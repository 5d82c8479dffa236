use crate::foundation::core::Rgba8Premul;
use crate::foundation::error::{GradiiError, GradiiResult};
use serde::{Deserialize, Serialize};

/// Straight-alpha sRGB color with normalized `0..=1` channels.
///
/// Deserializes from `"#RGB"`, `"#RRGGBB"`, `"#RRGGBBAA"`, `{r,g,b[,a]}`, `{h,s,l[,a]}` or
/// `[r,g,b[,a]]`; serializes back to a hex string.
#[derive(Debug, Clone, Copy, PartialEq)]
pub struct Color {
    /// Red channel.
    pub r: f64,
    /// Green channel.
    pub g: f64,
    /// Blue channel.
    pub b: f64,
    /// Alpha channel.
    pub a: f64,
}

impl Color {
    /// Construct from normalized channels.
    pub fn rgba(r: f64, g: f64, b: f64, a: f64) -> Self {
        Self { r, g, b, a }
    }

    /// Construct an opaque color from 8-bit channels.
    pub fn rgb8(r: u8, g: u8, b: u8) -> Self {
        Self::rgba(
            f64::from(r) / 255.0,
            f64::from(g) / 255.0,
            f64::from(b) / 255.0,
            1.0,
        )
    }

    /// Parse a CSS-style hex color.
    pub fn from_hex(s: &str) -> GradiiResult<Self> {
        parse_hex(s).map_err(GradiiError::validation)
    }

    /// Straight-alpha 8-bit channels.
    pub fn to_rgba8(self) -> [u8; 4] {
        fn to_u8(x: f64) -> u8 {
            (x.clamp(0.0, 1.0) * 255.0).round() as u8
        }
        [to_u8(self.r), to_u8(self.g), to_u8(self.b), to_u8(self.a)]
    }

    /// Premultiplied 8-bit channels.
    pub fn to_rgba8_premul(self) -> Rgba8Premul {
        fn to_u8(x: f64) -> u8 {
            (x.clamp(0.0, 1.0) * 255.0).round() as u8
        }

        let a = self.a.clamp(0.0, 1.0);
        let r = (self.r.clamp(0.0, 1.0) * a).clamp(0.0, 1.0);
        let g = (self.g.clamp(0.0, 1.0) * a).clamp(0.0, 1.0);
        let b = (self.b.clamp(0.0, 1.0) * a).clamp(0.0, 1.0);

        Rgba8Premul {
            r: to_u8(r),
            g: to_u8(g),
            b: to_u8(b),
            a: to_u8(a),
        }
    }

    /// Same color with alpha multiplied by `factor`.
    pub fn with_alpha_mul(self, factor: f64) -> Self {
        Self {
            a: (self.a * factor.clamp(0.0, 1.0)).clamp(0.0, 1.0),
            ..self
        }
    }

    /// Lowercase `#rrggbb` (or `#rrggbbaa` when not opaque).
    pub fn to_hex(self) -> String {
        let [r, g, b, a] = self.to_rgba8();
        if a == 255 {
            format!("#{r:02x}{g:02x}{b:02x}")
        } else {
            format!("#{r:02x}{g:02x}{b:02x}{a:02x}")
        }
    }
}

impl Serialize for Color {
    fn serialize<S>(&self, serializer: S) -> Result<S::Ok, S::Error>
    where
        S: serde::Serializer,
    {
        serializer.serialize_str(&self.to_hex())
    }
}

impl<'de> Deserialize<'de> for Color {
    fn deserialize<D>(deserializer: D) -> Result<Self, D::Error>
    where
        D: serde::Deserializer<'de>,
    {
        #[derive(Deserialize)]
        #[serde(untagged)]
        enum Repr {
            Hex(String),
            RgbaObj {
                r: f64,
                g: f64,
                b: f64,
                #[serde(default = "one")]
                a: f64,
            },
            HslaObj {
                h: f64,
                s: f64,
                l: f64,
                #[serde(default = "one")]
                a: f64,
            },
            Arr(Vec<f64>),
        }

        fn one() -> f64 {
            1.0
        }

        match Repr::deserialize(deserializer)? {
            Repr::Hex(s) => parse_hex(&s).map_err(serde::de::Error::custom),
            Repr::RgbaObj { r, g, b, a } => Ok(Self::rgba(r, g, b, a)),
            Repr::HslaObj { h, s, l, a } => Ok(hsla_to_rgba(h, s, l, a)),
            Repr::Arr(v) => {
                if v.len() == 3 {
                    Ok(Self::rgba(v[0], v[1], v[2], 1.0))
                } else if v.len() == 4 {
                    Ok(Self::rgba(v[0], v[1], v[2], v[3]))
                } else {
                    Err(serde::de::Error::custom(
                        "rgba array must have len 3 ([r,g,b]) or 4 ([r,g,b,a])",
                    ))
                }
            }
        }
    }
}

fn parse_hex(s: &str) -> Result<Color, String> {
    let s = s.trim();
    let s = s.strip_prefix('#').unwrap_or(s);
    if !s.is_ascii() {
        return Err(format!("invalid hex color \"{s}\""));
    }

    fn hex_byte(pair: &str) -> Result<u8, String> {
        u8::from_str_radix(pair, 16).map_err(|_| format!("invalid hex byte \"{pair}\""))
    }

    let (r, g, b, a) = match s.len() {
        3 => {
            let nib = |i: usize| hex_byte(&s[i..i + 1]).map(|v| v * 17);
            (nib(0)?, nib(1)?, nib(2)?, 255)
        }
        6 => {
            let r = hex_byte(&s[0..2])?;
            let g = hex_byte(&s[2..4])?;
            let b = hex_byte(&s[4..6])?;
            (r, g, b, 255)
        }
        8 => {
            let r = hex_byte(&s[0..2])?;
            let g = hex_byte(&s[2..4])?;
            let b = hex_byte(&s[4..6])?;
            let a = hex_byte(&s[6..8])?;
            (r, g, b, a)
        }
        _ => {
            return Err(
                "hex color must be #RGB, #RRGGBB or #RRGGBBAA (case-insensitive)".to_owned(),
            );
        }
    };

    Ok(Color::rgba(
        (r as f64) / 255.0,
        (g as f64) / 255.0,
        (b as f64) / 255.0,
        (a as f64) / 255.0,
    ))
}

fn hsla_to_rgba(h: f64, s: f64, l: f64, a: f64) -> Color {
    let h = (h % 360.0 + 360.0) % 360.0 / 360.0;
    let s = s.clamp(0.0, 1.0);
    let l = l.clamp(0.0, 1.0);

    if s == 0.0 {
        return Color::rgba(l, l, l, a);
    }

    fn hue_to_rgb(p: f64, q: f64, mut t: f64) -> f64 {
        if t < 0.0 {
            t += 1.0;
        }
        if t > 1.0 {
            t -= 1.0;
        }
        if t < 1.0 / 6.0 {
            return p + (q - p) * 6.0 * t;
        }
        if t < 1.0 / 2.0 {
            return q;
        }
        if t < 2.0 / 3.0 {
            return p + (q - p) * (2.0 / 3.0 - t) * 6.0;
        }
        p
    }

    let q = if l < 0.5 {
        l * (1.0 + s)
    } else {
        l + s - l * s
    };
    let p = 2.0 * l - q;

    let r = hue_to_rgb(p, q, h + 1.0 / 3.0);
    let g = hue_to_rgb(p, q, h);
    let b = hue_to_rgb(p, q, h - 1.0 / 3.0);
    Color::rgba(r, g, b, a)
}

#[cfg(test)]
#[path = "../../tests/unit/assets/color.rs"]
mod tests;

---

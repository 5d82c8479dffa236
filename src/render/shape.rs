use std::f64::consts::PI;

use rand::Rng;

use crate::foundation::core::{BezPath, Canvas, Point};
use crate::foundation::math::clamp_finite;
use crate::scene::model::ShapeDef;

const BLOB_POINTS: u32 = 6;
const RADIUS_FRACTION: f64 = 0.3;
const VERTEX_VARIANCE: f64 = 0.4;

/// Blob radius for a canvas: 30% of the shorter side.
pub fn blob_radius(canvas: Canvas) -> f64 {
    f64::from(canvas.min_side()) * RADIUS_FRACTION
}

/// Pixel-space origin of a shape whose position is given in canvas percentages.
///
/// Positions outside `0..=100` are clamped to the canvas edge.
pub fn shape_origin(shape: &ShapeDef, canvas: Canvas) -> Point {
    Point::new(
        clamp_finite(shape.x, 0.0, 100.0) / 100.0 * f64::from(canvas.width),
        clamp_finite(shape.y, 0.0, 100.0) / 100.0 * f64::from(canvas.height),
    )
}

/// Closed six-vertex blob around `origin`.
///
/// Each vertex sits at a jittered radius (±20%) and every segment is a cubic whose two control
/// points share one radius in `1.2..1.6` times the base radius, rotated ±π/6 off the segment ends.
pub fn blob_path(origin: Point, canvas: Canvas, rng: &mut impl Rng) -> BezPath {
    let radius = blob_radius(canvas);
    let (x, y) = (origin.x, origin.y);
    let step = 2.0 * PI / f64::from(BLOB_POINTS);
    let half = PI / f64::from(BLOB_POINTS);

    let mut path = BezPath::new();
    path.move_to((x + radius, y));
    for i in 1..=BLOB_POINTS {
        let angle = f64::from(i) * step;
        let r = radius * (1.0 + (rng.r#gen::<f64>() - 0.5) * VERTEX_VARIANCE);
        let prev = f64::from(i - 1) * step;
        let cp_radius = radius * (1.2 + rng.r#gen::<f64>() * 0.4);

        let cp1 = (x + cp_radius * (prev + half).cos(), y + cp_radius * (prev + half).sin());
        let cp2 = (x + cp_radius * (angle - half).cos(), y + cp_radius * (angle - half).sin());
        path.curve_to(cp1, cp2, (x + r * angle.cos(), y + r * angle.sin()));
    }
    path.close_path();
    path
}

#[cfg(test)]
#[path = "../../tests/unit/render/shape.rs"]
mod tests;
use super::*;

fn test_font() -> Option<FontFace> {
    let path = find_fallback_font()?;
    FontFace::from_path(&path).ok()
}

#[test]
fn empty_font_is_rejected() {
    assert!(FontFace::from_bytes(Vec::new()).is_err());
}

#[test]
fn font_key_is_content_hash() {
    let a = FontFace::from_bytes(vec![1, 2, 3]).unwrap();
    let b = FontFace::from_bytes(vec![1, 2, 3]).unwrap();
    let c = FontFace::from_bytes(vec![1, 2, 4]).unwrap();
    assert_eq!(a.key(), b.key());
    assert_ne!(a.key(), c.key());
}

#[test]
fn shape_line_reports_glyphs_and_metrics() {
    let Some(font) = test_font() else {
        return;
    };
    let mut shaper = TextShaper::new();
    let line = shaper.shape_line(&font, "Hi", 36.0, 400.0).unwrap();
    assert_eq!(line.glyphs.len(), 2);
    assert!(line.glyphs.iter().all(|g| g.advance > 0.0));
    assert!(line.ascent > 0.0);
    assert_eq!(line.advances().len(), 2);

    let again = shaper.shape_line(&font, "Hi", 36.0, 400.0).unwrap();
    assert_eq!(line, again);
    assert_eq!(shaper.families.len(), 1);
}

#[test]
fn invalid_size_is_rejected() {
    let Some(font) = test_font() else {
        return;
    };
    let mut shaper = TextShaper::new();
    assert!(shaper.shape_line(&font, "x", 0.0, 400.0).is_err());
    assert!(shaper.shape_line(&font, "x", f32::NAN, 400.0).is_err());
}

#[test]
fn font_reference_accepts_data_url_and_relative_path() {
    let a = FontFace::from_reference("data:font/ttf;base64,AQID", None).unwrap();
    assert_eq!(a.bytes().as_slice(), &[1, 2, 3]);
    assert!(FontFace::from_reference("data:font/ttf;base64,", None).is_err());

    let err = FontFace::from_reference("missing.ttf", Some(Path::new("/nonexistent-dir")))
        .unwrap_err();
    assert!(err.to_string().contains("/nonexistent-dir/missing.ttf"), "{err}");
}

## What needs to be done
Across all the lines of the data, count those that include the word "Construct" and reply with that number only.

## Answer area
2